Machine learning is going to be playing a bigger role in SEO, and so I think it is important that we have a basic understanding of how it works.
Machine learning is appropriate to use when there is a problem that does not have an exact answer (i.e. there isn’t a right or wrong answer) and/or one that does not have a method of solution that we can fully describe.
Examples where machine learning is not appropriate would be a computer program that counts the words in a document, simply adds some numbers together, or counts the hyperlinks on a page.
Examples where machine learning would be appropriate are optical character recognition, determining whether an email is spam, or identifying a face in a photo. In all of these cases it is almost impossible for a human (who is most likely extremely good at these tasks) to write an exact set of rules for how to go about doing these things that they can feed into a computer program. Furthermore, there isn’t always a right answer; one man’s spam is another man’s informative newsletter.
Take the picking of watermelons. Watermelons do not continue to ripen once they are picked, so it is important to pick them when they are perfectly ripe. Anyone who has been picking watermelons for years can look at a watermelon, give it a feel with their hands, and from its size, colour and from how firm it feels they can determine whether it is under-ripe, over-ripe or just right. They can do this with a high degree of accuracy. However, if you asked them to write down a list of rules or a flow chart that you or I could use to determined whether a specific watermelon was ripe, then they would almost certainly fail – the problem doesn’t have a clean cut answer you can write into rules. Also note that there isn’t necessarily a right or wrong answer – there may even be disagreement among the farmers.
The same is true about how to identify whether a webpage is spammy or not; it is hard or impossible to write an exact set of rules that work well, and there is room for disagreement.

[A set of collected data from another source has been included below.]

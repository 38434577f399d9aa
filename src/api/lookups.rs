use std::collections::HashMap;
use std::str::FromStr;

use actix_web::{HttpResponse, web};
use serde::Deserialize;
use serde_json::json;
use sqlx::MySqlPool;
use tracing::{info, instrument};
use utoipa::ToSchema;

use crate::{
    admin::{
        options::{ModelAdmin, STR_COLUMN},
        site::{ACCOUNT_APP, AdminSite},
    },
    api::{logs, not_registered},
    auth::auth::AuthUser,
    config::Config,
    error::{AppError, AppResult},
    model::{
        admin_log::{ActionFlag, NewAdminLog},
        lookup::{Lookup, LookupKind, validate_lookup_name},
    },
    utils::db_utils::{Column, ListQuery, build_list_sql, fetch_page},
};

#[derive(Deserialize, ToSchema)]
pub struct LookupForm {
    #[schema(example = "合同工")]
    pub name: String,
}

fn parse_kind(raw: &str) -> AppResult<LookupKind> {
    LookupKind::from_str(raw).map_err(|_| AppError::NotFound(format!("Lookup {raw}")))
}

fn admin_for<'a>(site: &'a AdminSite, kind: LookupKind) -> AppResult<&'a ModelAdmin> {
    site.get(kind.as_ref())
        .ok_or_else(|| not_registered(kind.as_ref()))
}

fn resolve_lookup_column(field: &str) -> Option<Column> {
    match field {
        "id" => Column::expr("id"),
        "name" => Column::expr("name"),
        _ => None,
    }
}

fn conflict_message(kind: LookupKind) -> String {
    format!("{} with this 名称 already exists.", kind.verbose_name())
}

async fn fetch_lookup(pool: &MySqlPool, kind: LookupKind, id: u64) -> AppResult<Lookup> {
    sqlx::query_as::<_, Lookup>(&format!("SELECT id, name FROM {} WHERE id = ?", kind.table()))
        .bind(id)
        .fetch_optional(pool)
        .await?
        .ok_or_else(|| AppError::NotFound(kind.verbose_name().to_string()))
}

/// List lookup entries
#[utoipa::path(
    get,
    path = "/api/lookups/{kind}",
    params(
        ("kind", Path, description = "worktype | wagetype | attendanceshift | position | departuretype"),
        ("q", Query, description = "Search by name"),
        ("p", Query, description = "Page number")
    ),
    responses((status = 200, description = "Paginated entries", body = Object)),
    tag = "Lookup",
    security(("bearer_auth" = []))
)]
#[instrument(name = "list_lookups", skip_all, fields(kind = %path))]
pub async fn list_lookups(
    auth: AuthUser,
    pool: web::Data<MySqlPool>,
    site: web::Data<AdminSite>,
    config: web::Data<Config>,
    path: web::Path<String>,
    params: web::Query<HashMap<String, String>>,
) -> AppResult<HttpResponse> {
    let kind = parse_kind(&path)?;
    let admin = admin_for(&site, kind)?;
    auth.require(pool.get_ref(), &admin.perm("view")).await?;

    let query = ListQuery::from_params(&params)?;
    let list = build_list_sql(admin, &query, config.list_per_page, resolve_lookup_column)?;
    let from = format!("FROM {}", kind.table());
    let page = fetch_page::<Lookup>(pool.get_ref(), "id, name", &from, &list).await?;

    let page = page.map(|row| {
        let columns: serde_json::Map<_, _> = admin
            .list_display
            .iter()
            .map(|column| {
                let value = match column.as_str() {
                    STR_COLUMN => json!(row.to_string()),
                    "name" => json!(row.name),
                    "id" => json!(row.id),
                    _ => serde_json::Value::Null,
                };
                (column.clone(), value)
            })
            .collect();
        json!({ "id": row.id, "columns": columns })
    });
    Ok(HttpResponse::Ok().json(page))
}

/// Get a lookup entry
#[utoipa::path(
    get,
    path = "/api/lookups/{kind}/{id}",
    params(("kind", Path, description = "Lookup kind"), ("id", Path, description = "Entry id")),
    responses(
        (status = 200, description = "Entry", body = Lookup),
        (status = 404, description = "Unknown kind or id")
    ),
    tag = "Lookup",
    security(("bearer_auth" = []))
)]
pub async fn get_lookup(
    auth: AuthUser,
    pool: web::Data<MySqlPool>,
    site: web::Data<AdminSite>,
    path: web::Path<(String, u64)>,
) -> AppResult<HttpResponse> {
    let (raw_kind, id) = path.into_inner();
    let kind = parse_kind(&raw_kind)?;
    let admin = admin_for(&site, kind)?;
    auth.require(pool.get_ref(), &admin.perm("view")).await?;

    let lookup = fetch_lookup(pool.get_ref(), kind, id).await?;
    Ok(HttpResponse::Ok().json(lookup))
}

/// Create a lookup entry
#[utoipa::path(
    post,
    path = "/api/lookups/{kind}",
    params(("kind", Path, description = "Lookup kind")),
    request_body = LookupForm,
    responses(
        (status = 201, description = "Created", body = Lookup),
        (status = 409, description = "Name already exists")
    ),
    tag = "Lookup",
    security(("bearer_auth" = []))
)]
#[instrument(name = "create_lookup", skip_all, fields(kind = %path))]
pub async fn create_lookup(
    auth: AuthUser,
    pool: web::Data<MySqlPool>,
    site: web::Data<AdminSite>,
    path: web::Path<String>,
    payload: web::Json<LookupForm>,
) -> AppResult<HttpResponse> {
    let kind = parse_kind(&path)?;
    let admin = admin_for(&site, kind)?;
    auth.require(pool.get_ref(), &admin.perm("add")).await?;
    let name = validate_lookup_name(&payload.name)?;

    let mut tx = pool.begin().await?;
    let id = sqlx::query(&format!("INSERT INTO {} (name) VALUES (?)", kind.table()))
        .bind(&name)
        .execute(&mut *tx)
        .await
        .map_err(|e| AppError::from_write(e, &conflict_message(kind)))?
        .last_insert_id();

    logs::record(
        &mut tx,
        NewAdminLog {
            user_id: auth.user_id,
            ip_addr: auth.ip_addr.clone(),
            app_label: ACCOUNT_APP,
            model: kind.to_string(),
            object_id: Some(id.to_string()),
            object_repr: name.clone(),
            action_flag: ActionFlag::Create,
            message: String::new(),
        },
    )
    .await?;
    tx.commit().await?;

    info!(id, "Lookup entry created");
    Ok(HttpResponse::Created().json(Lookup { id, name }))
}

/// Rename a lookup entry
#[utoipa::path(
    put,
    path = "/api/lookups/{kind}/{id}",
    params(("kind", Path, description = "Lookup kind"), ("id", Path, description = "Entry id")),
    request_body = LookupForm,
    responses(
        (status = 200, description = "Updated", body = Lookup),
        (status = 404, description = "Not found"),
        (status = 409, description = "Name already exists")
    ),
    tag = "Lookup",
    security(("bearer_auth" = []))
)]
pub async fn update_lookup(
    auth: AuthUser,
    pool: web::Data<MySqlPool>,
    site: web::Data<AdminSite>,
    path: web::Path<(String, u64)>,
    payload: web::Json<LookupForm>,
) -> AppResult<HttpResponse> {
    let (raw_kind, id) = path.into_inner();
    let kind = parse_kind(&raw_kind)?;
    let admin = admin_for(&site, kind)?;
    auth.require(pool.get_ref(), &admin.perm("change")).await?;
    let name = validate_lookup_name(&payload.name)?;

    let before = fetch_lookup(pool.get_ref(), kind, id).await?;

    let mut tx = pool.begin().await?;
    sqlx::query(&format!("UPDATE {} SET name = ? WHERE id = ?", kind.table()))
        .bind(&name)
        .bind(id)
        .execute(&mut *tx)
        .await
        .map_err(|e| AppError::from_write(e, &conflict_message(kind)))?;

    let changed: &[&str] = if before.name == name { &[] } else { &["name"] };
    logs::record(
        &mut tx,
        NewAdminLog {
            user_id: auth.user_id,
            ip_addr: auth.ip_addr.clone(),
            app_label: ACCOUNT_APP,
            model: kind.to_string(),
            object_id: Some(id.to_string()),
            object_repr: name.clone(),
            action_flag: ActionFlag::Change,
            message: crate::api::change_message(changed),
        },
    )
    .await?;
    tx.commit().await?;

    Ok(HttpResponse::Ok().json(Lookup { id, name }))
}

/// Delete a lookup entry; users pointing at it are left without a value
#[utoipa::path(
    delete,
    path = "/api/lookups/{kind}/{id}",
    params(("kind", Path, description = "Lookup kind"), ("id", Path, description = "Entry id")),
    responses(
        (status = 200, description = "Deleted"),
        (status = 404, description = "Not found")
    ),
    tag = "Lookup",
    security(("bearer_auth" = []))
)]
pub async fn delete_lookup(
    auth: AuthUser,
    pool: web::Data<MySqlPool>,
    site: web::Data<AdminSite>,
    path: web::Path<(String, u64)>,
) -> AppResult<HttpResponse> {
    let (raw_kind, id) = path.into_inner();
    let kind = parse_kind(&raw_kind)?;
    let admin = admin_for(&site, kind)?;
    auth.require(pool.get_ref(), &admin.perm("delete")).await?;

    let before = fetch_lookup(pool.get_ref(), kind, id).await?;

    let mut tx = pool.begin().await?;
    let referencing = sqlx::query_scalar::<_, i64>(&format!(
        "SELECT COUNT(*) FROM users WHERE {} = ?",
        kind.user_column()
    ))
    .bind(id)
    .fetch_one(&mut *tx)
    .await?;
    sqlx::query(&format!("DELETE FROM {} WHERE id = ?", kind.table()))
        .bind(id)
        .execute(&mut *tx)
        .await?;
    logs::record(
        &mut tx,
        NewAdminLog {
            user_id: auth.user_id,
            ip_addr: auth.ip_addr.clone(),
            app_label: ACCOUNT_APP,
            model: kind.to_string(),
            object_id: Some(id.to_string()),
            object_repr: before.name,
            action_flag: ActionFlag::Delete,
            message: String::new(),
        },
    )
    .await?;
    tx.commit().await?;

    info!(kind = %kind, id, cleared_users = referencing, "Lookup entry deleted");
    Ok(HttpResponse::Ok().json(json!({ "message": "Successfully deleted" })))
}

#[cfg(test)]
mod tests {
    use super::*;
    use crate::admin::site::lookup_admin;

    #[test]
    fn unknown_kind_is_not_found() {
        assert!(matches!(parse_kind("salary"), Err(AppError::NotFound(_))));
        assert_eq!(parse_kind("departuretype").unwrap(), LookupKind::DepartureType);
    }

    #[test]
    fn lookup_changelist_searches_and_orders_by_name() {
        let admin = lookup_admin(LookupKind::WageType);
        let query = ListQuery {
            page: 1,
            search: Some("计件".into()),
            ..Default::default()
        };
        let sql = build_list_sql(&admin, &query, 50, resolve_lookup_column).unwrap();
        assert_eq!(sql.where_clause, "WHERE (name LIKE ?)");
        assert_eq!(sql.order_clause, "ORDER BY name ASC, id ASC");
    }

    #[test]
    fn conflict_message_names_the_table() {
        assert_eq!(
            conflict_message(LookupKind::Position),
            "职务 with this 名称 already exists."
        );
    }
}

We can set up a computer (there are various methods, we don’t need to know the details at this point, but the method you’ve likely heard of is artificial neural networks) such that we can feed it information about one melon after another (size, firmness, color, etc.), and we also tell the computer whether that melon is ripe or not. This collection of melons is our “training set,” and depending the complexity of what is being learnt it needs to have a lot of “melons” (or webpages or whatever) in it.
Over time, the computer will begin to construct a model of how it thinks the various attributes of the melon play into it being ripe or not. Machine learning can handle situations where these interactions could be relatively complex (e.g. the firmness of a ripe melon may change depending on the melon’s color and the ambient temperature). We show each melon in the training set many times in a round robin fashion (imagine this was you; now that you’ve noticed something you didn’t before you can go back to previous melons and learn even more from them).
Once we’re feeling confident that the computer is getting the hang of it, then we can give it a test by showing it melons from another collection it has not yet seen (we call this set of melons the “validation set”), but we don’t share whether these melons are ripe or not. Now the computer tries to apply what it has learnt and predict whether the melons are ripe or not (or even how ripe they may or may not be). We can see from how many melons the computer accurately identifies how well it has learnt. If it didn’t learn well we may need to show it more melons or we may need to tweak the algorithm (the “brain”) behind the scenes and start again.
This type of approach is called supervised learning, where we supply the learning algorithm with the details about whether the original melons are ripe or not. There do exist alternative methods, but supervised learning is the best starting point and likely covers a fair bit of what Google is doing.
One thing to note here is that even after you’ve trained the computer to identify ripe melons well, it cannot write that exhaustive set of rules we wanted from the farmer any more than the farmer could.
Google likely created a training set by having their teams of human quality assessors give webpages a score for how spammy that page was. They would have had hundreds or thousands of assessors all review hundreds or thousands of pages to produce a huge list of webpages with associated spam scores (averaged from multiple assessors). I’m not 100% sure on exactly what format this process would have taken, but we can get a general understanding using the above explanation.
Now, recall that to learn how ripe the watermelons are we have to have a lot of melons and we have to look at each of them multiple times. This is a lot of work and takes time, especially given that we have to learn and update our understanding (we call that the “model”) of how to determine ripeness. After that step we need to try our model out on the validation set (the melons we’ve not seen before) to assess whether it is working well or not.
In Google’s case, this process is taking place across its whole index of the web. I’m not clear on the exact approach they would be using here, of course, but it seems clear that applying the above “learn and test” approach across the whole index is immensely resource intensive. The types of breakthroughs that Caffeine enabled with a live index and faster computation on just parts of the graph are what made Machine Learning finally viable. You can imagine that previously if it took hours (or even minutes) to recompute values (be it PageRank or a spam metric) then doing this the thousands of times necessary to apply Machine Learning simply was not possible. Once Caffeine allowed them to begin, the timeline to Panda and subsequently Penguin was pretty quick, demonstrating that once they were able they were keen to utilise machine learning as part of the algorithm (and it is clear why).